International Journal of Computer Applications |
Foundation of Computer Science (FCS), NY, USA |
Volume 110 - Number 12 |
Year of Publication: 2015 |
Authors: K Prakash, Hepzibha Rani D |
10.5120/19372-1087 |
K Prakash, Hepzibha Rani D . Blind Source Separation for Speech Music and Speech Mixtures. International Journal of Computer Applications. 110, 12 ( January 2015), 40-43. DOI=10.5120/19372-1087
Separating one source from a mixture of sources is a problem, normally observed with parties. Here the sources may be all speech signals or one is speech and the other is music. To have a better understanding of speech, needy to separate actual signal. This can be done by using blind source separation technique. It is hard to extract an interesting conversation from the background noisy crowd.

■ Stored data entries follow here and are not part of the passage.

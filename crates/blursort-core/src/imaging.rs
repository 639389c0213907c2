//! Image primitives used by the classifiers.
//!
//! | Operation | Implementation |
//! |---|---|
//! | **Decode** | `image::ImageReader`, format sniffed from content |
//! | **Grayscale** | BT.601 luma (`0.299 R + 0.587 G + 0.114 B`) |
//! | **HSV** | 8-bit convention: H in `0..180`, S and V in `0..=255` |
//! | **Edge response** | 3x3 Laplacian, reflect-101 borders, variance streamed |
//!
//! The 8-bit HSV and BT.601 conventions are the ones the classifier
//! thresholds were tuned against, so they are computed here rather than
//! taken from `image::imageops`.

use std::panic::{catch_unwind, AssertUnwindSafe};
use std::path::Path;

use image::{GrayImage, ImageReader, Luma, RgbImage};

use crate::error::{Result, SortError};

/// Decode a file into an RGB pixel grid. Decoder panics count as decode failures.
pub fn decode_rgb(path: &Path) -> Result<RgbImage> {
    let decoded = catch_unwind(AssertUnwindSafe(|| -> Result<RgbImage> {
        let img = ImageReader::open(path)?.with_guessed_format()?.decode()?;
        Ok(img.to_rgb8())
    }));
    decoded.unwrap_or(Err(SortError::DecoderPanicked))
}

pub fn to_gray(image: &RgbImage) -> GrayImage {
    let mut gray = GrayImage::new(image.width(), image.height());
    for (x, y, px) in image.enumerate_pixels() {
        let [r, g, b] = px.0;
        let luma = 0.299 * f32::from(r) + 0.587 * f32::from(g) + 0.114 * f32::from(b);
        gray.put_pixel(x, y, Luma([luma.round().clamp(0.0, 255.0) as u8]));
    }
    gray
}

/// A pixel in 8-bit HSV.
#[derive(Debug, Clone, Copy, PartialEq, Eq)]
pub struct Hsv {
    pub h: u8,
    pub s: u8,
    pub v: u8,
}

pub fn rgb_to_hsv(r: u8, g: u8, b: u8) -> Hsv {
    let (rf, gf, bf) = (f32::from(r), f32::from(g), f32::from(b));
    let max = rf.max(gf).max(bf);
    let min = rf.min(gf).min(bf);
    let diff = max - min;

    let s = if max > 0.0 { 255.0 * diff / max } else { 0.0 };

    let mut h = if diff == 0.0 {
        0.0
    } else if max == rf {
        60.0 * (gf - bf) / diff
    } else if max == gf {
        120.0 + 60.0 * (bf - rf) / diff
    } else {
        240.0 + 60.0 * (rf - gf) / diff
    };
    if h < 0.0 {
        h += 360.0;
    }

    Hsv {
        // 360 degrees halved to fit a byte; 359.x rounds to 180 and wraps to 0
        h: ((h / 2.0).round() as u16 % 180) as u8,
        s: s.round() as u8,
        v: max as u8,
    }
}

/// Inclusive HSV box.
#[derive(Debug, Clone, Copy, PartialEq, Eq)]
pub struct ColorRange {
    pub lower: Hsv,
    pub upper: Hsv,
}

impl ColorRange {
    pub const fn new(lower: (u8, u8, u8), upper: (u8, u8, u8)) -> Self {
        Self {
            lower: Hsv {
                h: lower.0,
                s: lower.1,
                v: lower.2,
            },
            upper: Hsv {
                h: upper.0,
                s: upper.1,
                v: upper.2,
            },
        }
    }

    pub fn contains(&self, px: Hsv) -> bool {
        (self.lower.h..=self.upper.h).contains(&px.h)
            && (self.lower.s..=self.upper.s).contains(&px.s)
            && (self.lower.v..=self.upper.v).contains(&px.v)
    }
}

/// Pixel matches summed over `ranges`: a pixel inside two ranges counts
/// twice. Converts one pixel at a time instead of materialising an HSV copy.
pub fn count_in_ranges(image: &RgbImage, ranges: &[ColorRange]) -> usize {
    image
        .pixels()
        .map(|px| {
            let hsv = rgb_to_hsv(px.0[0], px.0[1], px.0[2]);
            ranges.iter().filter(|range| range.contains(hsv)).count()
        })
        .sum()
}

fn reflect_101(i: i64, n: i64) -> u32 {
    if n == 1 {
        return 0;
    }
    let r = if i < 0 {
        -i
    } else if i >= n {
        2 * n - 2 - i
    } else {
        i
    };
    r as u32
}

/// Population variance of the response to `[[0,1,0],[1,-4,1],[0,1,0]]`.
///
/// Streams `sum` and `sum_sq` over the image; the response is never stored.
/// The sums are integers, so the variance numerator is exact.
pub fn laplacian_variance(gray: &GrayImage) -> f64 {
    let (w, h) = (i64::from(gray.width()), i64::from(gray.height()));
    if w == 0 || h == 0 {
        return 0.0;
    }
    let at = |x: i64, y: i64| {
        i64::from(gray.get_pixel(reflect_101(x, w), reflect_101(y, h)).0[0])
    };

    let mut sum = 0i64;
    let mut sum_sq = 0i64;
    for y in 0..h {
        for x in 0..w {
            let lap = at(x, y - 1) + at(x, y + 1) + at(x - 1, y) + at(x + 1, y) - 4 * at(x, y);
            sum += lap;
            sum_sq += lap * lap;
        }
    }

    let n = i128::from(w * h);
    let numerator = n * i128::from(sum_sq) - i128::from(sum) * i128::from(sum);
    numerator as f64 / (n * n) as f64
}

#[cfg(test)]
mod tests {
    use super::*;
    use crate::test_helpers::{checkerboard, solid};
    use image::Rgb;

    #[test]
    fn test_hsv_primaries() {
        assert_eq!(rgb_to_hsv(255, 0, 0), Hsv { h: 0, s: 255, v: 255 });
        assert_eq!(rgb_to_hsv(0, 255, 0), Hsv { h: 60, s: 255, v: 255 });
        assert_eq!(rgb_to_hsv(0, 0, 255), Hsv { h: 120, s: 255, v: 255 });
        assert_eq!(rgb_to_hsv(255, 255, 0), Hsv { h: 30, s: 255, v: 255 });
    }

    #[test]
    fn test_hsv_grays_have_no_saturation() {
        assert_eq!(rgb_to_hsv(0, 0, 0), Hsv { h: 0, s: 0, v: 0 });
        assert_eq!(rgb_to_hsv(240, 240, 240), Hsv { h: 0, s: 0, v: 240 });
    }

    #[test]
    fn test_hsv_hue_wraps_near_red() {
        // magenta-red just below 360 degrees
        let px = rgb_to_hsv(255, 0, 2);
        assert!(px.h == 0 || px.h >= 179);
    }

    #[test]
    fn test_color_range_is_inclusive() {
        let range = ColorRange::new((20, 100, 100), (40, 255, 255));
        assert!(range.contains(Hsv { h: 20, s: 100, v: 100 }));
        assert!(range.contains(Hsv { h: 40, s: 255, v: 255 }));
        assert!(!range.contains(Hsv { h: 41, s: 200, v: 200 }));
        assert!(!range.contains(Hsv { h: 30, s: 99, v: 200 }));
    }

    #[test]
    fn test_gray_uses_bt601_weights() {
        let mut img = RgbImage::new(1, 1);
        img.put_pixel(0, 0, Rgb([255, 0, 0]));
        assert_eq!(to_gray(&img).get_pixel(0, 0).0[0], 76);
    }

    #[test]
    fn test_flat_image_has_zero_variance() {
        let gray = to_gray(&solid(32, 32, [128, 128, 128]));
        assert_eq!(laplacian_variance(&gray), 0.0);
    }

    #[test]
    fn test_checkerboard_has_high_variance() {
        let gray = to_gray(&checkerboard(64, 64, 4));
        assert!(laplacian_variance(&gray) > 1000.0);
    }

    #[test]
    fn test_single_spot_variance_with_reflected_borders() {
        // responses: -1020 at the centre, 510 on the four edge midpoints
        // (reflection doubles the centre), 0 in the corners
        let mut gray = GrayImage::new(3, 3);
        gray.put_pixel(1, 1, Luma([255]));
        let expected = 17_686_800.0 / 81.0;
        assert!((laplacian_variance(&gray) - expected).abs() < 1e-6);
    }

    #[test]
    fn test_laplacian_handles_degenerate_sizes() {
        assert_eq!(laplacian_variance(&to_gray(&solid(1, 1, [10, 20, 30]))), 0.0);
        assert_eq!(laplacian_variance(&to_gray(&solid(5, 1, [10, 20, 30]))), 0.0);
        assert_eq!(laplacian_variance(&GrayImage::new(0, 0)), 0.0);
    }

    #[test]
    fn test_count_in_ranges_counts_each_match() {
        let img = solid(4, 5, [240, 220, 20]);
        let yellow = ColorRange::new((20, 100, 100), (40, 255, 255));
        let blue = ColorRange::new((100, 100, 100), (130, 255, 255));
        assert_eq!(count_in_ranges(&img, &[yellow]), 20);
        assert_eq!(count_in_ranges(&img, &[yellow, blue]), 20);
        assert_eq!(count_in_ranges(&img, &[yellow, yellow]), 40);
    }
}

Speech mixture is despoiled by the surrounding noise, interferences and additional speakers. Here an attempt for solving this separation problem, i. e. extracting one or more speech signals from a speech mixture. To eliminate or reduce the noise in speech signal in speech mixture is done by using wavelets. The wavelet output speech mixture processes for source separation by using, two techniques ICA and binary T-F masking. This separation technique is likewise applicable to segregate speech signal under reverberant conditions.